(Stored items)

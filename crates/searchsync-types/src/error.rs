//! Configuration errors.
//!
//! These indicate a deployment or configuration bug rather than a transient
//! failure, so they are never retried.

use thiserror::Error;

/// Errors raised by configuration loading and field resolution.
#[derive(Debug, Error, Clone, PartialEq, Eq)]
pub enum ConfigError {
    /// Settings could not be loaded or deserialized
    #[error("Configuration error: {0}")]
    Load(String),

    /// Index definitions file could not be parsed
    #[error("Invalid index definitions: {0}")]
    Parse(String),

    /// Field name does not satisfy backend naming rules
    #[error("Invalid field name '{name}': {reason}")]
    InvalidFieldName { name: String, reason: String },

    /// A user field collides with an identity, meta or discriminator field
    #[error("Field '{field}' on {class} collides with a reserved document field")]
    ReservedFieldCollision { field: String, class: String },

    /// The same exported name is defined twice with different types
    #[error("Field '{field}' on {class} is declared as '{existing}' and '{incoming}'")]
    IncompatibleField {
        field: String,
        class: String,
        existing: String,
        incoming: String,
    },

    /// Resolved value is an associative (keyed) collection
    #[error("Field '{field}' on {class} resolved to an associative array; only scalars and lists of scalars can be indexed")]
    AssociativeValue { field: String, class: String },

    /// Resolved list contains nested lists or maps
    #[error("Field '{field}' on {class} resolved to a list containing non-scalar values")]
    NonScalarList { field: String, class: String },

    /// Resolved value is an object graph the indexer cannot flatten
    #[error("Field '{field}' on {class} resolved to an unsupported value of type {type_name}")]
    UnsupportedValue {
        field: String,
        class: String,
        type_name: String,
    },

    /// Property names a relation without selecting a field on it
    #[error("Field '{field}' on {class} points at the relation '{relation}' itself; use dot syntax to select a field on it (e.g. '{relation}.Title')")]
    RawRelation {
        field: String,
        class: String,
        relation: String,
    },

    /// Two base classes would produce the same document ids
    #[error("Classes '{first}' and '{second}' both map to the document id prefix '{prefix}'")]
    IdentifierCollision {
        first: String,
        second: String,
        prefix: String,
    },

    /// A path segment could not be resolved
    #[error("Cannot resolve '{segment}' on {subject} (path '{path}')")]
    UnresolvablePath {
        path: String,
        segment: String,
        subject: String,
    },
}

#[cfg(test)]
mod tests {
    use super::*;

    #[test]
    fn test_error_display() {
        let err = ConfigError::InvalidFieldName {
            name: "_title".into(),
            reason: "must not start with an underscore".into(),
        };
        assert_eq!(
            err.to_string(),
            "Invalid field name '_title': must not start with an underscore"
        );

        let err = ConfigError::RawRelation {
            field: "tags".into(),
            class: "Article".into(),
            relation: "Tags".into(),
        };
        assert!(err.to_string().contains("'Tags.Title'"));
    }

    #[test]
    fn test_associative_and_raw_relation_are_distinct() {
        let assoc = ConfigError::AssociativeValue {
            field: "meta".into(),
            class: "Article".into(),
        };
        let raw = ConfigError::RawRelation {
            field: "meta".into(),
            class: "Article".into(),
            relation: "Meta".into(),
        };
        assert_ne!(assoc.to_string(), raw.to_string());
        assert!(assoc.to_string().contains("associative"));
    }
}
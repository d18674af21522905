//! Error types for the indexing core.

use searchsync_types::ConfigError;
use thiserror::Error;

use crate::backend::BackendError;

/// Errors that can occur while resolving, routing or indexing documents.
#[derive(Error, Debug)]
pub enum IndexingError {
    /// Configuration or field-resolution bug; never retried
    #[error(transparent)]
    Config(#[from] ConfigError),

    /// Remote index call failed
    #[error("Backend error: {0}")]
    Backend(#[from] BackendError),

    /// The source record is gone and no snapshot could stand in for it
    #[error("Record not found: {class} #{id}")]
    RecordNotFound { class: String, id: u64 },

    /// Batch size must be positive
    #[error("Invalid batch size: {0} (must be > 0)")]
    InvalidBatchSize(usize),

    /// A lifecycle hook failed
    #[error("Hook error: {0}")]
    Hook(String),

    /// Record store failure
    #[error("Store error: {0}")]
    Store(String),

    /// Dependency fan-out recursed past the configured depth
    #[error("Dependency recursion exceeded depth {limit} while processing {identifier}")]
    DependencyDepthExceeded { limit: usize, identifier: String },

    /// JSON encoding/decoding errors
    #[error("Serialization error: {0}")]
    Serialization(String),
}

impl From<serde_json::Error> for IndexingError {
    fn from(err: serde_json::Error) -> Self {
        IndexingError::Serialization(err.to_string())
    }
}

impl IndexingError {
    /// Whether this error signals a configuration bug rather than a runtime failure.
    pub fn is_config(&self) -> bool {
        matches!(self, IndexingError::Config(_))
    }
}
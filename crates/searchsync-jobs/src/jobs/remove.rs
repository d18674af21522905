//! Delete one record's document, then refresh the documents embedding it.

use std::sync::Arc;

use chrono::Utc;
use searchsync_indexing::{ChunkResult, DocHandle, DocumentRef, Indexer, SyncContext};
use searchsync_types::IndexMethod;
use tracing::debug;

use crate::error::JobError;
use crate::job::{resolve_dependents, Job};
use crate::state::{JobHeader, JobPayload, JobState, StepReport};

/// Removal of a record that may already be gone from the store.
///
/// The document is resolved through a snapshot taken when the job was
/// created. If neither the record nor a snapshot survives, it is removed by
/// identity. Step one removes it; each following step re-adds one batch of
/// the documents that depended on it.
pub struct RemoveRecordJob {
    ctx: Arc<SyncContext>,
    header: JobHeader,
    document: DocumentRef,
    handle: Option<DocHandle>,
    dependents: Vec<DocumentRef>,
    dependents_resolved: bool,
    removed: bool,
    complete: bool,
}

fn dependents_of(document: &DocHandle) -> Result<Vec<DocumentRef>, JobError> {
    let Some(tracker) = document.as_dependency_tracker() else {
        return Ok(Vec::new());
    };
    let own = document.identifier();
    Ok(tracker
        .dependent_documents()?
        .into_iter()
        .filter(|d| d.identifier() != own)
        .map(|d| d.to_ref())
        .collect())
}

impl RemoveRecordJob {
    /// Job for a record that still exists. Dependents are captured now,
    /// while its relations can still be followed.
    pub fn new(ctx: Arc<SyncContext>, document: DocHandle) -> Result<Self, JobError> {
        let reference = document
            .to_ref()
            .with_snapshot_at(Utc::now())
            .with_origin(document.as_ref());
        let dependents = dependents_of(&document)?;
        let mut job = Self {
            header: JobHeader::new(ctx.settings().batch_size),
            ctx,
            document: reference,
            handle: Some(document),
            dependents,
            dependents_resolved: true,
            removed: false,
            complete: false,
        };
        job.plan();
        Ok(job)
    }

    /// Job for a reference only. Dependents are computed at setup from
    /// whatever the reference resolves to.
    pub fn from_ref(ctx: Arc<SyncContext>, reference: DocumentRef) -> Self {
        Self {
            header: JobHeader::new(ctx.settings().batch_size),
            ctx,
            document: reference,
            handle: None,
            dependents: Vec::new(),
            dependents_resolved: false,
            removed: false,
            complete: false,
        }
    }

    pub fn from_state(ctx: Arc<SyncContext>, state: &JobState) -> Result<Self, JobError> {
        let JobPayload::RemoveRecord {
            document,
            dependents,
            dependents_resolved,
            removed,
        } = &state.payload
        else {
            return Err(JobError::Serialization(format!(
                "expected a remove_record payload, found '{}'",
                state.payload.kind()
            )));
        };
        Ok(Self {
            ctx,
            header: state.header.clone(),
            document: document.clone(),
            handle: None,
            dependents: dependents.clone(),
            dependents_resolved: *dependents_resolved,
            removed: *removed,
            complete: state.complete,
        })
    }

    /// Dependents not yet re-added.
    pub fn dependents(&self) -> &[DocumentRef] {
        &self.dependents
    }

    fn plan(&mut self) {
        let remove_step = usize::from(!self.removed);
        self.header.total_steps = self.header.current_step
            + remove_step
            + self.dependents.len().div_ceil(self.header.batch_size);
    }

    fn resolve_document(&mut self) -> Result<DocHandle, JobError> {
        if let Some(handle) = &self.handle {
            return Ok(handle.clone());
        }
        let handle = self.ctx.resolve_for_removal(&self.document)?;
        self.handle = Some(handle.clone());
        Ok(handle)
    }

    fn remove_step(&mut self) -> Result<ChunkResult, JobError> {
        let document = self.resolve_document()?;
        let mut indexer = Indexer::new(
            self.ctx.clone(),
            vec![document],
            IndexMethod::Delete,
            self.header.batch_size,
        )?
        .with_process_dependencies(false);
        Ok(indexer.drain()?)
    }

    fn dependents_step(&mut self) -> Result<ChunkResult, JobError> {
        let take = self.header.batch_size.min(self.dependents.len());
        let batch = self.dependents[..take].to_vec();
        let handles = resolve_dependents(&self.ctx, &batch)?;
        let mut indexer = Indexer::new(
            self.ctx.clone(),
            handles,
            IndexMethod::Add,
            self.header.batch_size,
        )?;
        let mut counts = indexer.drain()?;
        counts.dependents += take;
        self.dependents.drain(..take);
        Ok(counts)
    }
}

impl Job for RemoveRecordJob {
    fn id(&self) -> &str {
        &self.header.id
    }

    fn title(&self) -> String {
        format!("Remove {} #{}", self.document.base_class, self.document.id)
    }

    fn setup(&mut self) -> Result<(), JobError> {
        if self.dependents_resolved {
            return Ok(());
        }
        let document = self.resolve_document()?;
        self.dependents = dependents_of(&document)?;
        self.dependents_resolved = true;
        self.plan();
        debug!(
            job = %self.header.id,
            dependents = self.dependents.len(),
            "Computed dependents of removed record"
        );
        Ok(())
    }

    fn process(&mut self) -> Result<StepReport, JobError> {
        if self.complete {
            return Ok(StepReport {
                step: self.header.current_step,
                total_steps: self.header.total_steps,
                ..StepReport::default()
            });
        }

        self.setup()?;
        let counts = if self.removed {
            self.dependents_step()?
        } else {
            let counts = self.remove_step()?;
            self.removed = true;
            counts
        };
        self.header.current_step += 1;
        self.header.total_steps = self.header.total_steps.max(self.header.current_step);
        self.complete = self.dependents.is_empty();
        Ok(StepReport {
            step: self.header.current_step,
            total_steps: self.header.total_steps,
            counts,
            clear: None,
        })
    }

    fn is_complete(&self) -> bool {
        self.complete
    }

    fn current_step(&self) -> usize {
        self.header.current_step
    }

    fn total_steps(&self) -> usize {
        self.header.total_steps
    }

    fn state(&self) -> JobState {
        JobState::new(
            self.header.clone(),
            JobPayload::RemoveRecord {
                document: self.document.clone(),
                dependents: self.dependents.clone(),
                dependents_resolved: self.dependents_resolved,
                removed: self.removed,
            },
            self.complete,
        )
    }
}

> _Exercise directions_:
The required output is the set of lines from the first line of the data through the line that contains "or discriminator field", transcribed exactly.

> _Task solution_:
filename crates/searchsync-types/src/error.rs
//! Configuration errors.
//!
//! These indicate a deployment or configuration bug rather than a transient
//! failure, so they are never retried.

use thiserror::Error;

/// Errors raised by configuration loading and field resolution.
#[derive(Debug, Error, Clone, PartialEq, Eq)]
pub enum ConfigError {
    /// Settings could not be loaded or deserialized
    #[error("Configuration error: {0}")]
    Load(String),

    /// Index definitions file could not be parsed
    #[error("Invalid index definitions: {0}")]
    Parse(String),

    /// Field name does not satisfy backend naming rules
    #[error("Invalid field name '{name}': {reason}")]
    InvalidFieldName { name: String, reason: String },

    /// A user field collides with an identity, meta or discriminator field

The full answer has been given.